Heaphy Hut had its own livestock, two horses which were obviously used to trampers. Instead of the horses being enclosed the trampers were enclosed in the corral fronting the hut. John Hart decided he was going to sleep in the shelter and accordingly unpacked and spread his gear. The two horses decided John hadn't quite put things in the right place and rearranged everything to his dismay. During tea John was seen to make a dash from the hut as the same horses were seen making for John's unattended shelter.
A good game of scrabble resulted that evening which had Jenny leading by the tea break. However, some crafty teamwork at the tea break saw Jonathan make a final bid for the honours. The fishermen in the hut were concerned with Cathy's state and her ability to get to the road-end the following day by l2pm. To ensure Cathy was on her way they were up by 5.30am and had put a brew on the stove. Naturally everyone was awake by 6am and on their way by 7am. The trip along the coast to Kohaihai was made in light misty drizzle. The sea and surf pounding on the rocks was a delightful way to farewell the track.

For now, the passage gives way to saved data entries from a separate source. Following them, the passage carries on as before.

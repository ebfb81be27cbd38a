//! Tests for the waitlist subscription service.

use std::sync::Arc;

use super::*;
use crate::domain::ports::{FixtureMailingListProvider, MockMailingListProvider};
use crate::domain::{RawSignup, Role, SUCCESS_MESSAGE, validate};
use mockall::Sequence;
use rstest::{fixture, rstest};

#[fixture]
fn credentials() -> ProviderCredentials {
    ProviderCredentials::new(Some("0123456789abcdef-us21"), Some("list123"))
        .expect("fixture credentials are valid")
}

fn signup(email: &str, role: Option<&str>) -> SignupRequest {
    validate(RawSignup {
        email: Some(email.to_owned()),
        role: role.map(str::to_owned).into(),
        source: None,
    })
    .expect("fixture signup is valid")
}

fn make_service(
    provider: MockMailingListProvider,
    credentials: Result<ProviderCredentials, CredentialsError>,
) -> WaitlistSubscriptionService<MockMailingListProvider> {
    WaitlistSubscriptionService::new(Arc::new(provider), credentials)
}

fn expect_failure(outcome: SubscriptionOutcome) -> SubscriptionFailure {
    match outcome {
        SubscriptionOutcome::Failure(failure) => failure,
        SubscriptionOutcome::Success { .. } => panic!("expected a failure outcome"),
    }
}

#[rstest]
#[tokio::test]
async fn runs_all_stages_in_order(credentials: ProviderCredentials) {
    let mut provider = MockMailingListProvider::new();
    let mut seq = Sequence::new();
    let expected_hash = MemberHash::from_email("a@b.com");
    let upsert_hash = expected_hash.clone();
    let tag_hash = expected_hash.clone();

    provider
        .expect_probe_audience()
        .withf(|creds| creds.audience_id() == "list123")
        .times(1)
        .in_sequence(&mut seq)
        .returning(|_| Ok(()));
    provider
        .expect_upsert_member()
        .withf(move |_, member, upsert| {
            member.as_str() == upsert_hash.as_str()
                && upsert.email_address == "A@b.com"
                && upsert.role == Role::Teacher
                && upsert.source == "landing-v1"
        })
        .times(1)
        .in_sequence(&mut seq)
        .returning(|_, _, _| Ok(()));
    provider
        .expect_tag_member()
        .withf(move |_, member, tag| member.as_str() == tag_hash.as_str() && tag.name == "waitlist-teacher")
        .times(1)
        .in_sequence(&mut seq)
        .returning(|_, _, _| Ok(()));

    let service = make_service(provider, Ok(credentials));
    let outcome = service.subscribe(signup("A@b.com", Some("teacher"))).await;

    assert_eq!(
        outcome,
        SubscriptionOutcome::Success {
            message: SUCCESS_MESSAGE.to_owned()
        }
    );
}

#[rstest]
#[tokio::test]
async fn omitted_role_is_tagged_as_student(credentials: ProviderCredentials) {
    let mut provider = MockMailingListProvider::new();
    provider.expect_probe_audience().returning(|_| Ok(()));
    provider.expect_upsert_member().returning(|_, _, _| Ok(()));
    provider
        .expect_tag_member()
        .withf(|_, _, tag| tag.name == "waitlist-student")
        .times(1)
        .returning(|_, _, _| Ok(()));

    let service = make_service(provider, Ok(credentials));
    assert!(service.subscribe(signup("a@b.com", None)).await.is_success());
}

#[rstest]
#[case::missing_key(CredentialsError::MissingApiKey)]
#[case::missing_list(CredentialsError::MissingAudienceId)]
#[case::missing_suffix(CredentialsError::MissingDatacenter)]
#[tokio::test]
async fn config_errors_short_circuit_before_network(#[case] cause: CredentialsError) {
    let mut provider = MockMailingListProvider::new();
    provider.expect_probe_audience().times(0);
    provider.expect_upsert_member().times(0);
    provider.expect_tag_member().times(0);

    let service = make_service(provider, Err(cause));
    let failure = expect_failure(service.subscribe(signup("a@b.com", None)).await);

    assert_eq!(failure, SubscriptionFailure::config());
    assert!(failure.detail().is_none(), "config detail stays server-side");
}

#[rstest]
#[tokio::test]
async fn audience_probe_failure_skips_upsert_and_tag(credentials: ProviderCredentials) {
    let mut provider = MockMailingListProvider::new();
    provider.expect_probe_audience().times(1).returning(|_| {
        Err(MailingListProviderError::status(
            404_u16,
            r#"{"title":"Resource Not Found","detail":"The requested resource could not be found."}"#,
        ))
    });
    provider.expect_upsert_member().times(0);
    provider.expect_tag_member().times(0);

    let service = make_service(provider, Ok(credentials));
    let failure = expect_failure(service.subscribe(signup("a@b.com", None)).await);

    assert_eq!(failure.stage(), FailureStage::AudienceLookup);
    assert_eq!(failure.http_status(), Some(404));
    assert_eq!(
        failure.detail(),
        Some("The requested resource could not be found.")
    );
}

#[rstest]
#[tokio::test]
async fn upsert_failure_skips_tag(credentials: ProviderCredentials) {
    let mut provider = MockMailingListProvider::new();
    provider.expect_probe_audience().times(1).returning(|_| Ok(()));
    provider
        .expect_upsert_member()
        .times(1)
        .returning(|_, _, _| Err(MailingListProviderError::status(400_u16, "x".repeat(1_000))));
    provider.expect_tag_member().times(0);

    let service = make_service(provider, Ok(credentials));
    let failure = expect_failure(service.subscribe(signup("a@b.com", None)).await);

    assert_eq!(failure.stage(), FailureStage::Upsert);
    assert_eq!(failure.http_status(), Some(400));
    assert_eq!(failure.detail().map(str::len), Some(300));
}

#[rstest]
#[tokio::test]
async fn tag_failure_is_reported_after_member_upsert(credentials: ProviderCredentials) {
    let mut provider = MockMailingListProvider::new();
    provider.expect_probe_audience().times(1).returning(|_| Ok(()));
    provider.expect_upsert_member().times(1).returning(|_, _, _| Ok(()));
    provider
        .expect_tag_member()
        .times(1)
        .returning(|_, _, _| Err(MailingListProviderError::status(500_u16, "")));

    let service = make_service(provider, Ok(credentials));
    let failure = expect_failure(service.subscribe(signup("a@b.com", None)).await);

    assert_eq!(failure.stage(), FailureStage::Tag);
    assert_eq!(failure.http_status(), Some(500));
    assert_eq!(failure.detail(), None);
}

#[rstest]
#[tokio::test]
async fn repeated_signups_upsert_the_same_member(credentials: ProviderCredentials) {
    let expected = MemberHash::from_email("yogi@example.com");
    let mut provider = MockMailingListProvider::new();
    provider.expect_probe_audience().times(2).returning(|_| Ok(()));
    provider
        .expect_upsert_member()
        .withf(move |_, member, _| member.as_str() == expected.as_str())
        .times(2)
        .returning(|_, _, _| Ok(()));
    provider
        .expect_tag_member()
        .times(2)
        .returning(|_, _, _| Err(MailingListProviderError::transport("reset")));

    let service = make_service(provider, Ok(credentials));
    for email in ["yogi@example.com", "Yogi@Example.com"] {
        let failure = expect_failure(service.subscribe(signup(email, None)).await);
        assert_eq!(failure.stage(), FailureStage::Tag);
    }
}

#[rstest]
#[case::timeout(MailingListProviderError::timeout("deadline elapsed"), "deadline elapsed")]
#[case::transport(MailingListProviderError::transport("connection refused"), "connection refused")]
#[case::invalid(MailingListProviderError::invalid_request("bad url"), "bad url")]
#[tokio::test]
async fn transport_faults_become_statusless_failures(
    credentials: ProviderCredentials,
    #[case] cause: MailingListProviderError,
    #[case] expected_detail: &str,
) {
    let mut provider = MockMailingListProvider::new();
    provider
        .expect_probe_audience()
        .times(1)
        .return_once(move |_| Err(cause));

    let service = make_service(provider, Ok(credentials));
    let failure = expect_failure(service.subscribe(signup("a@b.com", None)).await);

    assert_eq!(failure.stage(), FailureStage::AudienceLookup);
    assert_eq!(failure.http_status(), None);
    assert_eq!(failure.detail(), Some(expected_detail));
}

#[rstest]
#[tokio::test]
async fn subscribe_with_accepts_borrowed_credentials(credentials: ProviderCredentials) {
    let outcome = subscribe_with(
        &FixtureMailingListProvider,
        &signup("a@b.com", Some("student")),
        Ok(&credentials),
    )
    .await;
    assert!(outcome.is_success());
}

A baby fur seal was spotted by Cathy swimming along the beach. Several made detours along the beach for some rock hopping which ended in a patch of nettle. The party staggered into Kohaihai Shelter from 11am onward and washed and changed and with precision timing, the bus arrived about 11.45am. The rest of the group arrived within five minutes and like clockwork we departed by 12pm for the six hour trip back to Picton. We had a stop for afternoon tea at Murchison and arrived back at Picton about 6pm.
It was a very pleasant long weekend with good tracks, a great variety of scenery, fine company, good food and memories which I am sure the party won't forget.
- The party members were
- John Hart, Anna Legge, Sieny Pollard, Cathy Rooney, Victor Negrin, Jonathan Dempsey, Lyn Kelly, Tim Kelly, Bruce McGregor, David Netherclift, Allan Tugwell, Jenny Gates, John Gates, Peter Thompson and Bernard Molloy (leader and scribe).